Output exactly the lines below, starting with the line that has "expressed per field." and going on through the line that has "or the already", both included, and no other lines.

________________

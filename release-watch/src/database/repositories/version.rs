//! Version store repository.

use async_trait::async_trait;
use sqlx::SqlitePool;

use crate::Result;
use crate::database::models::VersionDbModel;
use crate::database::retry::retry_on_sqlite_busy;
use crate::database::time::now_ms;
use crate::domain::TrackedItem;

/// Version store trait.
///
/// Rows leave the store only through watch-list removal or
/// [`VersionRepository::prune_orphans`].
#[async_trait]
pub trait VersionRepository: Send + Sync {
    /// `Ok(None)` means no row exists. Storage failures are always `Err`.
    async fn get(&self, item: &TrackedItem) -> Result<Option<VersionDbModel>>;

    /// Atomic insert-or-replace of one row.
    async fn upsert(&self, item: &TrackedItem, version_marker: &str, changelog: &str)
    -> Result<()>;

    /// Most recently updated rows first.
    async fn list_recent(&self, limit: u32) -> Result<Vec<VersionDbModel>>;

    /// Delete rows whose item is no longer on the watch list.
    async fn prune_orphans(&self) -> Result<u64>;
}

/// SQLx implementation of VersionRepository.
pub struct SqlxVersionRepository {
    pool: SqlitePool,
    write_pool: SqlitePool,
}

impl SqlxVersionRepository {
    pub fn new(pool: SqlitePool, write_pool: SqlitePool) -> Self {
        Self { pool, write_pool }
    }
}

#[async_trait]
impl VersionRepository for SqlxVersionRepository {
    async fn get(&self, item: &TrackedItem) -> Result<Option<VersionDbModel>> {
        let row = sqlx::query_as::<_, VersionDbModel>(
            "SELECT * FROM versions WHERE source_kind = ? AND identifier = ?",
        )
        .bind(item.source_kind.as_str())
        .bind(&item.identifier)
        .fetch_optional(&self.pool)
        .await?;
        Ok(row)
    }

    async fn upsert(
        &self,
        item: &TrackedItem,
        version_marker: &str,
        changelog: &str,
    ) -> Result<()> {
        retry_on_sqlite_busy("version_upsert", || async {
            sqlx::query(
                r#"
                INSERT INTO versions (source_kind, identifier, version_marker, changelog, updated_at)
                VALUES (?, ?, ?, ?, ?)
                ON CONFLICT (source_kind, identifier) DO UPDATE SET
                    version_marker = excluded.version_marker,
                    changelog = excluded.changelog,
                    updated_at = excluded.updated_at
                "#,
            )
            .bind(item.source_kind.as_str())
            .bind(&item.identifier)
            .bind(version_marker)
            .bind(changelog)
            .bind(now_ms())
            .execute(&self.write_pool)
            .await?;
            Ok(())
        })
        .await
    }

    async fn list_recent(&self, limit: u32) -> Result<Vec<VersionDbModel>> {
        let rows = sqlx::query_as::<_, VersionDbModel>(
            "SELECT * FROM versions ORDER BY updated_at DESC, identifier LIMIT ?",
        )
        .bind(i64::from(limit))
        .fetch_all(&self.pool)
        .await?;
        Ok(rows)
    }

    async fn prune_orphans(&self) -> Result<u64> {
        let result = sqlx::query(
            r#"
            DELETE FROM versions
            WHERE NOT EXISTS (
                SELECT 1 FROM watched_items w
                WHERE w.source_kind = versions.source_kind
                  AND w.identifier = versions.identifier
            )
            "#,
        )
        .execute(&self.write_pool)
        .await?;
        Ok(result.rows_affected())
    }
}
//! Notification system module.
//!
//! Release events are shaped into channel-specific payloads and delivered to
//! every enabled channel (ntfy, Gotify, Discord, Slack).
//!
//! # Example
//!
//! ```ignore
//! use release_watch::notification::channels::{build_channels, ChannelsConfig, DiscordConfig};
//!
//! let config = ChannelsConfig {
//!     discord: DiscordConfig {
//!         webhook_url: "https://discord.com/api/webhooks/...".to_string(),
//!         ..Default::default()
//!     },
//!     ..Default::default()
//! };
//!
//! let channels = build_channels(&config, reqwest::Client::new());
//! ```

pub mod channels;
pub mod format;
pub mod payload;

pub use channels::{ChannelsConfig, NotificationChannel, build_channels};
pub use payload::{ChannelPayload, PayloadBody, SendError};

________________

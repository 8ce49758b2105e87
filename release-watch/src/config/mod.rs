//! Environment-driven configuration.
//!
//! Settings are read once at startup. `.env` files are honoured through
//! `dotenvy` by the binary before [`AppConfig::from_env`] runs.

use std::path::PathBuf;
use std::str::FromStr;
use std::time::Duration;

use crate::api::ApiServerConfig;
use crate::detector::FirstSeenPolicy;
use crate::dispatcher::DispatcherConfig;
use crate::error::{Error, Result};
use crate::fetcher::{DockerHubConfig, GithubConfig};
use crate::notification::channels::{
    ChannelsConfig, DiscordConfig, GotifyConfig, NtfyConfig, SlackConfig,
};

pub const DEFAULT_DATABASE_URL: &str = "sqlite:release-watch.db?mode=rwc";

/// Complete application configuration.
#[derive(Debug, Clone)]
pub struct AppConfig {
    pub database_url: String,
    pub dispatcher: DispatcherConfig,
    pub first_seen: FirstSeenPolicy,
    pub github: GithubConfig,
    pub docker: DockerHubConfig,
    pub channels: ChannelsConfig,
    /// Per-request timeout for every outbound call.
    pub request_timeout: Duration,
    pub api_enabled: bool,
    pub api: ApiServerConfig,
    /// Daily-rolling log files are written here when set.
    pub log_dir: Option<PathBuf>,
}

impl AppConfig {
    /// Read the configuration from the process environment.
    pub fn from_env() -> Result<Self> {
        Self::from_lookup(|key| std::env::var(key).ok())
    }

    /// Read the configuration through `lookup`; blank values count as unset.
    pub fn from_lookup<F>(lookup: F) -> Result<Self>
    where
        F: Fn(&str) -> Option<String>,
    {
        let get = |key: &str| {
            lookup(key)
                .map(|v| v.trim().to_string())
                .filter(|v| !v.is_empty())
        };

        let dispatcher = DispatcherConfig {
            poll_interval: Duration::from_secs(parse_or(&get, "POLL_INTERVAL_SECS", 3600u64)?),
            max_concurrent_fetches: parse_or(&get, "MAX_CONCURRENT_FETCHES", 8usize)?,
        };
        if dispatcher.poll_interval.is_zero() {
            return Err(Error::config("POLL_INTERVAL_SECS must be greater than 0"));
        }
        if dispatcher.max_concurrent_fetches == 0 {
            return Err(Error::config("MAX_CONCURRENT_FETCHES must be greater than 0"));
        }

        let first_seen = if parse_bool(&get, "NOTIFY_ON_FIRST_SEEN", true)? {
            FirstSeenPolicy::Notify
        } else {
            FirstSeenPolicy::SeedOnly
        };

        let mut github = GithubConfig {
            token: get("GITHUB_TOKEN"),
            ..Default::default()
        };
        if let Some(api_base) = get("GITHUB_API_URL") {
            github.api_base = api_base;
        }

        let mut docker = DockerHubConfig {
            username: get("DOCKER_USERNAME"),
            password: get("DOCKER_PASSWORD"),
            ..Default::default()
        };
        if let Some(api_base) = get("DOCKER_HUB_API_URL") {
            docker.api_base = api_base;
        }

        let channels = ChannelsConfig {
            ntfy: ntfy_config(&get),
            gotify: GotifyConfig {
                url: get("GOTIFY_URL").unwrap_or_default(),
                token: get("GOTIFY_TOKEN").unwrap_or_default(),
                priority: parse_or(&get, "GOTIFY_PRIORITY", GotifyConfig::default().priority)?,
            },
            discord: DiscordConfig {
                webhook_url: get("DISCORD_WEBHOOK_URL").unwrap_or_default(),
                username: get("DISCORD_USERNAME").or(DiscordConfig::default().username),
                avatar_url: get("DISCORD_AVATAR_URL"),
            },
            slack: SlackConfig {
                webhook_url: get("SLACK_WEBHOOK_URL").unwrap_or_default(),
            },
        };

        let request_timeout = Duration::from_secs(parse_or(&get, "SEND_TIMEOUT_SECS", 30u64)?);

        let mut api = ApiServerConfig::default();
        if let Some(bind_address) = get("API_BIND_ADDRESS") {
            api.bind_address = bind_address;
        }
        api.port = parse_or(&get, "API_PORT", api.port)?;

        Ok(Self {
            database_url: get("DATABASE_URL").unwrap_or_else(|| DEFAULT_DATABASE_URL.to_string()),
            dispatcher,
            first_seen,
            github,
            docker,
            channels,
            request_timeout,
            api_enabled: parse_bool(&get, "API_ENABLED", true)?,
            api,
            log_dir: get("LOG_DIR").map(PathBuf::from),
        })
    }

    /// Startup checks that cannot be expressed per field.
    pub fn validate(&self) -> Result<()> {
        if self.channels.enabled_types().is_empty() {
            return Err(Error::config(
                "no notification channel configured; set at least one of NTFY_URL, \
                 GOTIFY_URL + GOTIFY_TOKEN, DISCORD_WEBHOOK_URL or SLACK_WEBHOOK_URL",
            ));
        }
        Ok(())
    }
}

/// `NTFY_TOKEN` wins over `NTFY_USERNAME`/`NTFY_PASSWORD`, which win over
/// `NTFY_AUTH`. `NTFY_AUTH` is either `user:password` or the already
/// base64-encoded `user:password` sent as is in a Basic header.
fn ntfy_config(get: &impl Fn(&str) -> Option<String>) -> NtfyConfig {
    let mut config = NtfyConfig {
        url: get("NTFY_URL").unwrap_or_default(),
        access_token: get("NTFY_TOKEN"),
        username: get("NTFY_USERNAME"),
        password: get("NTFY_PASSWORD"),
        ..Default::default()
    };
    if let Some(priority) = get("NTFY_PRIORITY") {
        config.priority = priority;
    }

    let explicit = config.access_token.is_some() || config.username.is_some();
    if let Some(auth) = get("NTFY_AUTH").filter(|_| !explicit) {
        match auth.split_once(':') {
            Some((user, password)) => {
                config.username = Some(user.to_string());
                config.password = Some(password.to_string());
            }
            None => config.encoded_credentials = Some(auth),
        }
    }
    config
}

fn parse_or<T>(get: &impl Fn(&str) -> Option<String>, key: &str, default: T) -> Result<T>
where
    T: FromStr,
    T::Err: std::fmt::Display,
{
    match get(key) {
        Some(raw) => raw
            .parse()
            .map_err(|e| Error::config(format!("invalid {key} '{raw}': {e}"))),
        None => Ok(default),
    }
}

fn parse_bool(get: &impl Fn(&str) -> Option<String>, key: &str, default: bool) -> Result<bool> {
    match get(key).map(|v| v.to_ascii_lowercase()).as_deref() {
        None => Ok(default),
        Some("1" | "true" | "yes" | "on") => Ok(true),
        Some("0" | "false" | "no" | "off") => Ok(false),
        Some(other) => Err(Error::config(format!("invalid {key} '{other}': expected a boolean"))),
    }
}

________________

# Task solution
    /// Startup checks that cannot be expressed per field.
    pub fn validate(&self) -> Result<()> {
        if self.channels.enabled_types().is_empty() {
            return Err(Error::config(
                "no notification channel configured; set at least one of NTFY_URL, \
                 GOTIFY_URL + GOTIFY_TOKEN, DISCORD_WEBHOOK_URL or SLACK_WEBHOOK_URL",
            ));
        }
        Ok(())
    }
}

/// `NTFY_TOKEN` wins over `NTFY_USERNAME`/`NTFY_PASSWORD`, which win over
/// `NTFY_AUTH`. `NTFY_AUTH` is either `user:password` or the already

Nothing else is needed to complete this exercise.